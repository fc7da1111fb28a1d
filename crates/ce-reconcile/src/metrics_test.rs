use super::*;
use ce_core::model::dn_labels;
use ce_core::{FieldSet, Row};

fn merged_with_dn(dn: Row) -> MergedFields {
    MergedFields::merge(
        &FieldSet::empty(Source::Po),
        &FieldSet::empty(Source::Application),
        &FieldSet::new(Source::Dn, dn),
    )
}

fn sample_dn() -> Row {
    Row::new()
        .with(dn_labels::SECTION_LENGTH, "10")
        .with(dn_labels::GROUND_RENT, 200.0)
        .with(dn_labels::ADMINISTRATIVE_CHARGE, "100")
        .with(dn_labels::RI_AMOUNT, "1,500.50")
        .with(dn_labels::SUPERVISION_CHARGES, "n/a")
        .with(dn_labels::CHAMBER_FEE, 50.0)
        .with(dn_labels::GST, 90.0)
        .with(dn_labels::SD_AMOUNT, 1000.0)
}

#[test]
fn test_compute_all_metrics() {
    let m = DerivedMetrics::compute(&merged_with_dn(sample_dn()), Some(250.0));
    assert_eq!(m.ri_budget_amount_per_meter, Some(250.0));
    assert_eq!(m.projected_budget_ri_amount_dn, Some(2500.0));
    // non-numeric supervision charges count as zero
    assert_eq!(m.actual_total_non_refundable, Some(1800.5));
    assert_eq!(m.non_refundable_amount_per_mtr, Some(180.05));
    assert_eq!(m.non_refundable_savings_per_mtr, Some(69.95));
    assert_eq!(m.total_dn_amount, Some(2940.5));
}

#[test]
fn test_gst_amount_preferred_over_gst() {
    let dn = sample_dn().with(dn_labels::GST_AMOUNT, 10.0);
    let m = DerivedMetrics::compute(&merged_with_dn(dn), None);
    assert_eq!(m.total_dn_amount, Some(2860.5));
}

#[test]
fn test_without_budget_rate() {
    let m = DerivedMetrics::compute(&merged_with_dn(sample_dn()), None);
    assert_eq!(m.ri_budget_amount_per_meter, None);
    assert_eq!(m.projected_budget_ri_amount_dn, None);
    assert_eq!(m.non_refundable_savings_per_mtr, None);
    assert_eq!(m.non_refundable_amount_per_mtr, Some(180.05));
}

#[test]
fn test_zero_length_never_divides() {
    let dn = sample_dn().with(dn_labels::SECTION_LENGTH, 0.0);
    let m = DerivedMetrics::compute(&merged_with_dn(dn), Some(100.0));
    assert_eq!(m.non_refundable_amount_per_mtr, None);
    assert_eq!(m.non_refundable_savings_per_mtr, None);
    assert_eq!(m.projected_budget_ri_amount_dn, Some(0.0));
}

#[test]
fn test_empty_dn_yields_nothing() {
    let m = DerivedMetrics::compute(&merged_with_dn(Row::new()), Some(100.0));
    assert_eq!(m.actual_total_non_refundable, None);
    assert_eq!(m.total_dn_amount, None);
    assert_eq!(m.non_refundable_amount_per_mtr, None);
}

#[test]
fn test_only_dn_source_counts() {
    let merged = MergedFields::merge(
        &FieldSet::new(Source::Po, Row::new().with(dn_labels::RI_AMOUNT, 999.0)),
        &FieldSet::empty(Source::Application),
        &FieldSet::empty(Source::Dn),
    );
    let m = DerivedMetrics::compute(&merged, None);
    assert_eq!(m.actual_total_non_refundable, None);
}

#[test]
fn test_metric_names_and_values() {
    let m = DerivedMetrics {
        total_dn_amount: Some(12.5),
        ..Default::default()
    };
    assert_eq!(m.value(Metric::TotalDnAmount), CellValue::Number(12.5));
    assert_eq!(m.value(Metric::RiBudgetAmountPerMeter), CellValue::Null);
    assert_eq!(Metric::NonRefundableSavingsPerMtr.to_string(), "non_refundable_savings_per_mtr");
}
-- -- --
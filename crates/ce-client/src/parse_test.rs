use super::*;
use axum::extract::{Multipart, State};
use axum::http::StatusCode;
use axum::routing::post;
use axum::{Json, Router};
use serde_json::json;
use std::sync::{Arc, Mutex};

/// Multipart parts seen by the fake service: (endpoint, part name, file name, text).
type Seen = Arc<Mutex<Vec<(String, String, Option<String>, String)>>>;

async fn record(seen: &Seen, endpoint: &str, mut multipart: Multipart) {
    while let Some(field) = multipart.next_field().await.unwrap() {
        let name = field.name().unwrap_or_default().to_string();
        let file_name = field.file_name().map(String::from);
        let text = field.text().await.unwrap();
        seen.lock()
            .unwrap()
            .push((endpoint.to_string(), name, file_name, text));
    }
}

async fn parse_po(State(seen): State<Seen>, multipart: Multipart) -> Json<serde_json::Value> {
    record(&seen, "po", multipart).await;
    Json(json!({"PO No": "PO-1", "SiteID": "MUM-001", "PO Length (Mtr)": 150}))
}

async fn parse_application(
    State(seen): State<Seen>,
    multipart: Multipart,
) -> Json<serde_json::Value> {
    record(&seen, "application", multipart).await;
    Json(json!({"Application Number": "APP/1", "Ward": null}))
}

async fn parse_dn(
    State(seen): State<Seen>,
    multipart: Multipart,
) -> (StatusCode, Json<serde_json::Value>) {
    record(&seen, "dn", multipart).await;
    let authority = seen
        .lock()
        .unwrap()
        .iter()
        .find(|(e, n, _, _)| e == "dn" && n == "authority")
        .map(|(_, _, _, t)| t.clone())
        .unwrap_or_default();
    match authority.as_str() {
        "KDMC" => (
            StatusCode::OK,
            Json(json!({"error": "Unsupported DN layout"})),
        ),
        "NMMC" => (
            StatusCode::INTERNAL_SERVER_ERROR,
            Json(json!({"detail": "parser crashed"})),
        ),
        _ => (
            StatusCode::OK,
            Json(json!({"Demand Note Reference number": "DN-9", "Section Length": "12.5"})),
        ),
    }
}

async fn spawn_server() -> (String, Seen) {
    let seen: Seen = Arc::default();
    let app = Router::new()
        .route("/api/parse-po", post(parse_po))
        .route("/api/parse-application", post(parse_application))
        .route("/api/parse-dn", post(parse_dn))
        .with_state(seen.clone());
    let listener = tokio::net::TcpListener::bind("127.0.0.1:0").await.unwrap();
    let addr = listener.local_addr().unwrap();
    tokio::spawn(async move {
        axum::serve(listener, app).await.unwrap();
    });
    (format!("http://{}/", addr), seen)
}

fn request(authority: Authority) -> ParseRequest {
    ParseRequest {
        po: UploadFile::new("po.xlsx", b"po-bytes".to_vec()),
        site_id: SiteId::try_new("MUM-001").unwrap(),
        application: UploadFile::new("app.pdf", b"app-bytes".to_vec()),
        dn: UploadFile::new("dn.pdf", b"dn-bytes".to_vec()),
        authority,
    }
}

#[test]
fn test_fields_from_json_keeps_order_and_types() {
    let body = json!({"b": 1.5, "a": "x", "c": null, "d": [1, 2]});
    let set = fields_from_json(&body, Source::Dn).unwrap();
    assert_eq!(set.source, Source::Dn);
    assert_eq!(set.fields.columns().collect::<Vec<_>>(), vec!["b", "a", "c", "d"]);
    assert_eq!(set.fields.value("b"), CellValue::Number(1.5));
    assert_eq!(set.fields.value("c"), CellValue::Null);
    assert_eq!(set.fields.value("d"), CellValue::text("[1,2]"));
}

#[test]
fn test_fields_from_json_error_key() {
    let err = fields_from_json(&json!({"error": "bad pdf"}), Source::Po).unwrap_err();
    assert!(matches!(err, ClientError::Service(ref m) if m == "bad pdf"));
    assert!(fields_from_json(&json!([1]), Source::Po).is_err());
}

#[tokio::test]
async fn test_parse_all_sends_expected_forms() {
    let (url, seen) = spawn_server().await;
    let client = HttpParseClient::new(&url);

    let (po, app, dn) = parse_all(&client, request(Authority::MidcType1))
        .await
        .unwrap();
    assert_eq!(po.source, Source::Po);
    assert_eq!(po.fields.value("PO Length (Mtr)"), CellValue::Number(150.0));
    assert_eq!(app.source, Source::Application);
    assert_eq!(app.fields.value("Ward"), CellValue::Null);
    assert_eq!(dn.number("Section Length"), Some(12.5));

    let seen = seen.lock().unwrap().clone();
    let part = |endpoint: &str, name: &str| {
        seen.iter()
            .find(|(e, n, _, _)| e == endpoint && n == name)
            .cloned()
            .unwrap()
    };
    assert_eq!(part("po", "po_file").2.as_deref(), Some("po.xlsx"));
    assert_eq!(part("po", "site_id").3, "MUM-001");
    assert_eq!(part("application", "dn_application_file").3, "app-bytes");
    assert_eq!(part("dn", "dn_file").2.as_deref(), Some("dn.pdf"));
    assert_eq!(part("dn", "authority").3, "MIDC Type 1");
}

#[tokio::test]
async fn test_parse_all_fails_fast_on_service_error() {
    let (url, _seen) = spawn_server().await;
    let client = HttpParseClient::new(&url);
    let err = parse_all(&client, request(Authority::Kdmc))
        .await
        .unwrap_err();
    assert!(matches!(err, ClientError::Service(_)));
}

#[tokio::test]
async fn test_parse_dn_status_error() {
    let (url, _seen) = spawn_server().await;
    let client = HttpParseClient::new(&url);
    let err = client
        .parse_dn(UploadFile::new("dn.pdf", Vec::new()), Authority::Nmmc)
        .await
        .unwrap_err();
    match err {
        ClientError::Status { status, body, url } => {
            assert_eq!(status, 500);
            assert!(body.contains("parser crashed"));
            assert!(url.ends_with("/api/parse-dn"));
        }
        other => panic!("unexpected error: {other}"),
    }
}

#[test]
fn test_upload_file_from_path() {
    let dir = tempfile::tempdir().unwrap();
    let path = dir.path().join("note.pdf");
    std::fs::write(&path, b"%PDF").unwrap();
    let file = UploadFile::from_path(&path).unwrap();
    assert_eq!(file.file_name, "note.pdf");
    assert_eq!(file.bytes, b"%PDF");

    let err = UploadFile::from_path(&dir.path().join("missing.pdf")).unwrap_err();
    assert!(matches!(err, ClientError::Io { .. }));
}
-- -- --
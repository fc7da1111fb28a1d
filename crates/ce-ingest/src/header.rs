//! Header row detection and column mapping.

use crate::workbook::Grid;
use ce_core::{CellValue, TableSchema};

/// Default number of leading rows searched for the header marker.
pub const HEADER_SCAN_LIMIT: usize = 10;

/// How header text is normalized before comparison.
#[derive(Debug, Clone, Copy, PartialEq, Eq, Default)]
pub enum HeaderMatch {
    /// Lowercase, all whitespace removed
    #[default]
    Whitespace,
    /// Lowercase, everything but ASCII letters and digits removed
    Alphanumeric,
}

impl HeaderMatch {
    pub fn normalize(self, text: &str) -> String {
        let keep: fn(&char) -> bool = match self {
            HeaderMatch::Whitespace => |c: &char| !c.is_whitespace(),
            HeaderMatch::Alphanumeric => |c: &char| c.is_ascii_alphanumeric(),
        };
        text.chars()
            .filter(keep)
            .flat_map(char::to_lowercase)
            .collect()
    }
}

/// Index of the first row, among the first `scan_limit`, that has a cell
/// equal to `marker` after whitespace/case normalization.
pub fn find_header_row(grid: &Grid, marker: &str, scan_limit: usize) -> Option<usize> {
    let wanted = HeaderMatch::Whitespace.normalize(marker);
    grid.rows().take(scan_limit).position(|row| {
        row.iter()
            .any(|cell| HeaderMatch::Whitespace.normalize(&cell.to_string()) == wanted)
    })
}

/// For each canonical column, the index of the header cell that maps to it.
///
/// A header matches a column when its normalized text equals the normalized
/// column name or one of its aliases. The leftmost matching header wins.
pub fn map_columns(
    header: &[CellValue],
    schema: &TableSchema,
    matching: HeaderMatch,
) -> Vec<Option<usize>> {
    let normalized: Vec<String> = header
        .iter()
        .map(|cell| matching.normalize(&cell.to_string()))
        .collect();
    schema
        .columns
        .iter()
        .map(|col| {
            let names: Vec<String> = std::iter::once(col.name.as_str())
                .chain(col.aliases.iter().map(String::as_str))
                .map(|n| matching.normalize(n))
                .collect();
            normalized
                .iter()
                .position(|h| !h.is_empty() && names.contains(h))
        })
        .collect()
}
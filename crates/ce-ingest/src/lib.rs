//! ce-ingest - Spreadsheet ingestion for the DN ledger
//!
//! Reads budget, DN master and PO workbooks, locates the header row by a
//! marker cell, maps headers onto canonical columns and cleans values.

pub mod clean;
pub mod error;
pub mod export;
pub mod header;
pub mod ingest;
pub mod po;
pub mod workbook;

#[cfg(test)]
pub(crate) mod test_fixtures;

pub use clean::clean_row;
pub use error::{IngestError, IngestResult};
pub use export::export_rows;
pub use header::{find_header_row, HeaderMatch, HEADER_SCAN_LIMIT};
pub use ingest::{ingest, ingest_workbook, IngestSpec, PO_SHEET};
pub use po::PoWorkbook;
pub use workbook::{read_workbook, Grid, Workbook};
-- -- --
→ Assignment
Read the records above. Show each line that has the string "join".

→ Answer to this problem
    let path = dir.path().join("note.pdf");
    let err = UploadFile::from_path(&dir.path().join("missing.pdf")).unwrap_err();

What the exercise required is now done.